There are two other things that I cannot neglect when talking about our weekend—the Mbolebole Motel and the singing…

The Mbolebole is where we stayed so that we could be closer to Ntchisi and Nthondo. From Lilongwe (our base for the trip) it is about a hour (paved) drive to the Mbolebole and from there it is about another hour over BUMPY dirt roads to Ntchisi and another 45 minutes over BUMPY roads to Nthondo. How does one describe the Mbolebole without experiencing it? Don’t be deceived by the advertisements of “a fan in every room” or “hot water.” Yes, there was hot water at the Mbolebole, which I enjoyed our first morning there as the Mbolebole alarm clock (a rooster) woke me up at 5:30AM. Some who were later had cold water, and those who were even later had no water, as the amount that was in the tank (like a pila in Guasmo, Ecuador!) had run out and it would not refill again until that evening. I guess the rooster was not so bad after all. We did have flush toilets, which was more than I was expecting, but there were no seats. We did have a fan in our room, but it was a European plug (two round prongs) and the sockets here are British (three rectangular plugs). So, the first night we went fanless, humid and breezeless air trapped in the cobalt blue mosquito nights tucked tightly in around the mattress (though mine had large holes in it which makes one wonder about its effectiveness…). Silly Americans, for giving up so easily. I asked one of the workers at the motel if he could help us with our fan. He saw the problematic plug so he went to get a British plug power strip, which he could wedge the European plug into (good to know) but then the power strip would not plug in as the top prong of the socket was blocked. So, in an ingenious move that was reminiscent of things I saw the summer I lived in the Dominican Republic, he pulled the plug off the end of the wire, split the wires, and stuck them directly into the socket—sure enough, fresh air!

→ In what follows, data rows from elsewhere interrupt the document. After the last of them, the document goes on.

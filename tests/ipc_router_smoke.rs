mod test_support;

use serde_json::json;
use test_support::{error_code, request_as, request_ok, request_ok_as, spawn_sidecar, str_field, temp_dir};

#[test]
fn router_dispatch_smoke_covers_handler_families() {
    let workspace = temp_dir("coursed-router-smoke");
    let restored = temp_dir("coursed-router-smoke-restored");
    let bundle_out = workspace.join("smoke-backup.coursed.zip");

    let (_child, mut stdin, mut reader) = spawn_sidecar();

    let health = request_ok(&mut stdin, &mut reader, "1", "health", json!({}));
    assert!(health["workspacePath"].is_null());
    let _ = request_ok(
        &mut stdin,
        &mut reader,
        "2",
        "workspace.select",
        json!({ "path": workspace.to_string_lossy() }),
    );

    let course = request_ok_as(
        &mut stdin,
        &mut reader,
        "3",
        "smoke",
        "courses.create",
        json!({ "data": { "title": "Smoke Course" } }),
    );
    let course_id = str_field(&course, "id");
    let post = request_ok_as(
        &mut stdin,
        &mut reader,
        "4",
        "smoke",
        "posts.create",
        json!({ "data": { "title": "Smoke Post" } }),
    );
    let post_id = str_field(&post, "id");

    let calls = vec![
        ("categories.list", json!({})),
        ("categories.create", json!({ "name": "Smoke" })),
        ("courses.update", json!({ "courseId": course_id, "patch": { "description": "d" } })),
        ("courses.publish", json!({ "courseId": course_id })),
        ("courses.list", json!({})),
        ("courses.browse", json!({})),
        ("courses.open", json!({ "courseId": course_id })),
        ("chapters.create", json!({ "courseId": course_id, "data": { "title": "Ch" } })),
        ("chapters.update", json!({ "chapterId": "missing", "patch": { "title": "x" } })),
        ("chapters.delete", json!({ "chapterId": "missing" })),
        ("chapters.publish", json!({ "chapterId": "missing" })),
        ("chapters.togglePublish", json!({ "chapterId": "missing" })),
        ("chapters.reorder", json!({ "courseId": course_id, "list": [] })),
        ("sections.create", json!({ "chapterId": "missing", "data": { "title": "S" } })),
        ("sections.update", json!({ "sectionId": "missing", "patch": {} })),
        ("sections.delete", json!({ "sectionId": "missing" })),
        ("sections.publish", json!({ "sectionId": "missing" })),
        ("sections.reorder", json!({ "chapterId": "missing", "list": [] })),
        ("items.create", json!({ "sectionId": "missing", "data": { "kind": "note", "title": "N" } })),
        ("items.update", json!({ "itemId": "missing", "patch": {} })),
        ("items.delete", json!({ "itemId": "missing" })),
        ("items.publish", json!({ "itemId": "missing" })),
        ("items.reorder", json!({ "sectionId": "missing", "list": [] })),
        ("items.list", json!({ "sectionId": "missing" })),
        ("posts.update", json!({ "postId": post_id, "patch": { "description": "d" } })),
        ("posts.publish", json!({ "postId": post_id })),
        ("posts.open", json!({ "postId": post_id })),
        ("postChapters.create", json!({ "postId": post_id, "data": { "title": "PC" } })),
        ("postChapters.update", json!({ "postChapterId": "missing", "patch": {} })),
        ("postChapters.delete", json!({ "postChapterId": "missing" })),
        ("postChapters.publish", json!({ "postChapterId": "missing" })),
        ("postChapters.reorder", json!({ "postId": post_id, "list": [] })),
        ("favorites.add", json!({ "videoId": "missing" })),
        ("favorites.remove", json!({ "favoriteId": "missing" })),
        ("favorites.list", json!({})),
        ("favorites.reorder", json!({ "list": [] })),
        ("profileLinks.add", json!({ "label": "L", "url": "https://l" })),
        ("profileLinks.remove", json!({ "linkId": "missing" })),
        ("profileLinks.list", json!({})),
        ("profileLinks.reorder", json!({ "list": [] })),
        ("purchases.record", json!({ "courseId": course_id })),
        ("progress.mark", json!({ "chapterId": "missing" })),
        ("progress.course", json!({ "courseId": course_id })),
        ("progress.dashboard", json!({})),
        ("posts.delete", json!({ "postId": post_id })),
    ];
    for (i, (method, params)) in calls.into_iter().enumerate() {
        let resp = request_as(&mut stdin, &mut reader, &format!("c{i}"), "smoke", method, params);
        if resp.get("ok").and_then(|v| v.as_bool()) == Some(false) {
            assert_ne!(error_code(&resp), "not_implemented", "unrouted method {}", method);
        }
    }

    let unknown = request_as(&mut stdin, &mut reader, "u", "smoke", "courses.explode", json!({}));
    assert_eq!(error_code(&unknown), "not_implemented");
    let leaf_toggle = request_as(
        &mut stdin,
        &mut reader,
        "u2",
        "smoke",
        "sections.togglePublish",
        json!({ "sectionId": "missing" }),
    );
    assert_eq!(error_code(&leaf_toggle), "not_implemented");

    let export = request_ok_as(
        &mut stdin,
        &mut reader,
        "b1",
        "smoke",
        "backup.exportWorkspace",
        json!({ "outPath": bundle_out.to_string_lossy() }),
    );
    assert_eq!(str_field(&export, "bundleFormat"), "coursed-workspace-v1");
    let import = request_ok_as(
        &mut stdin,
        &mut reader,
        "b2",
        "smoke",
        "backup.importWorkspace",
        json!({
            "inPath": bundle_out.to_string_lossy(),
            "workspacePath": restored.to_string_lossy()
        }),
    );
    assert_eq!(str_field(&import, "bundleFormatDetected"), "coursed-workspace-v1");

    // The restored workspace is now active and carries the exported course.
    let listed = request_ok_as(&mut stdin, &mut reader, "b3", "smoke", "courses.list", json!({}));
    let ids: Vec<String> = listed["courses"]
        .as_array()
        .expect("courses")
        .iter()
        .map(|c| str_field(c, "id"))
        .collect();
    assert_eq!(ids, vec![course_id]);

    let _ = std::fs::remove_dir_all(workspace);
    let _ = std::fs::remove_dir_all(restored);
}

Aside from meeting Khokho and Rita, the most incredible part of the weekend was the singing. Imagine being on Broadway to see the Lion King. Imagine being in the front row when all of a sudden the entire cast bursts into song. That volume and beauty of singing is what greeted us when we arrived in Nthondo on Friday and continued at every stop along our journey. In church on Sunday the service began with each of the various choirs—there were about 6-8 of them, singing. I felt either like I was in a movie soundtrack, or in heaven, or perhaps a bit of both! After church we had a picnic at the manse (the pastor’s house) of the usual—seema, Chinese (which is what they call greens), rice, a tomato sauce, and various meat (I have become a temporary vegetarian!). After having lunch we went back into the church for a choir festival in which each of the choirs shared a song. At one point all the women from one of the mother’s choirs asked our women to join them singing and dancing, which we did, to their enjoyment or humor, I am not sure which! We do have video tape of the experience, which I may have to destroy!

It is time to go down for breakfast before our last day working with the kids. For now, tionanna (see you later).